The BCG Growth Matrix, also known as the Boston Consulting Group (BCG) Matrix, is a portfolio management framework used by companies to prioritize their different business units or products. It was developed by the Boston Consulting Group and is based on two key factors:

  1. Market Growth Rate: This is represented on the vertical axis of the matrix. It indicates the rate at which the market for a particular product or business unit is growing.
  2. Relative Market Share: This is represented on the horizontal axis of the matrix. It reflects the market share of a product or business unit in relation to its competitors.

How does it work?

The BCG Matrix categorizes products or business units into four quadrants:

  • Stars: Products with high market share in a high-growth market. Companies typically invest heavily in these to maintain or expand their market dominance.
  • Cash Cows: Products with high market share in a low-growth market. These generate consistent cash flow and are often used to support other business units.
  • Question Marks (Problem Children): Products with low market share in a high-growth market. Companies need to decide whether to invest in them to turn them into stars or phase them out.
  • Dogs: Products with low market share in a low-growth market. These typically don’t generate much profit and may be candidates for divestment.

The BCG Matrix is a valuable tool for strategic planning, helping companies allocate resources, make investment decisions, and manage their portfolio of products or business units effectively. It enables businesses to balance risk and reward in their overall strategy.

On the BCG website (link below) the provide the following scenarios:

The growth share matrix was built on the logic that market leadership results in sustainable superior returns. Ultimately, the market leader obtains a self-reinforcing cost advantage that competitors find difficult to replicate. These high growth rates then signal which markets have the most growth potential.

The matrix reveals two factors that companies should consider when deciding where to invest—company competitiveness, and market attractiveness—with relative market share and growth rate as the underlying drivers of these factors.

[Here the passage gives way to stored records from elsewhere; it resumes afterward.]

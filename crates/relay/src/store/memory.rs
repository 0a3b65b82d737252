//! Key-value backing: a set of identifiers held in process memory.
//!
//! Not durable. Reads take a shared lock and copy out a snapshot, so a
//! broadcast never holds the lock across a push.

use std::collections::HashSet;

use async_trait::async_trait;
use tokio::sync::RwLock;

use super::ConnectionStore;
use crate::error::RelayResult;

#[derive(Debug, Default)]
pub struct MemoryStore {
    ids: RwLock<HashSet<String>>,
}

impl MemoryStore {
    pub fn new() -> Self {
        Self::default()
    }
}

#[async_trait]
impl ConnectionStore for MemoryStore {
    async fn init(&self) -> RelayResult<()> {
        Ok(())
    }

    async fn add(&self, id: &str) -> RelayResult<()> {
        self.ids.write().await.insert(id.to_string());
        Ok(())
    }

    async fn remove(&self, id: &str) -> RelayResult<()> {
        self.ids.write().await.remove(id);
        Ok(())
    }

    async fn list(&self, excluding: Option<&str>) -> RelayResult<Vec<String>> {
        let ids = self.ids.read().await;
        Ok(ids
            .iter()
            .filter(|id| Some(id.as_str()) != excluding)
            .cloned()
            .collect())
    }

    fn backend_name(&self) -> &'static str {
        "memory"
    }
}

#[cfg(test)]
mod tests {
    use super::*;

    #[tokio::test]
    async fn add_is_idempotent() {
        let store = MemoryStore::new();
        store.add("a").await.unwrap();
        store.add("a").await.unwrap();
        assert_eq!(store.list(None).await.unwrap(), vec!["a".to_string()]);
    }

    #[tokio::test]
    async fn remove_unknown_is_ok() {
        let store = MemoryStore::new();
        store.remove("never-added").await.unwrap();
        assert!(store.list(None).await.unwrap().is_empty());
    }

    #[tokio::test]
    async fn list_excludes_sender() {
        let store = MemoryStore::new();
        for id in ["a", "b", "c"] {
            store.add(id).await.unwrap();
        }
        let mut ids = store.list(Some("b")).await.unwrap();
        ids.sort();
        assert_eq!(ids, vec!["a".to_string(), "c".to_string()]);
    }
}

Each of the four quadrants represents a specific combination of relative market share, and growth:

  1. Low Growth, High Share. Companies should milk these “cash cows” for cash to reinvest.
  2. High Growth, High Share. Companies should significantly invest in these “stars” as they have high future potential.
  3. High Growth, Low Share. Companies should invest in or discard these “question marks,” depending on their chances of becoming stars.
  4. Low Share, Low Growth. Companies should liquidate, divest, or reposition these “pets.”

As can be seen, product value depends entirely on whether or not a company is able to obtain a leading share of its market before growth slows. All products will eventually become either cash cows or pets. Pets are unnecessary; they are evidence of failure to either obtain a leadership position or to get out and cut the losses.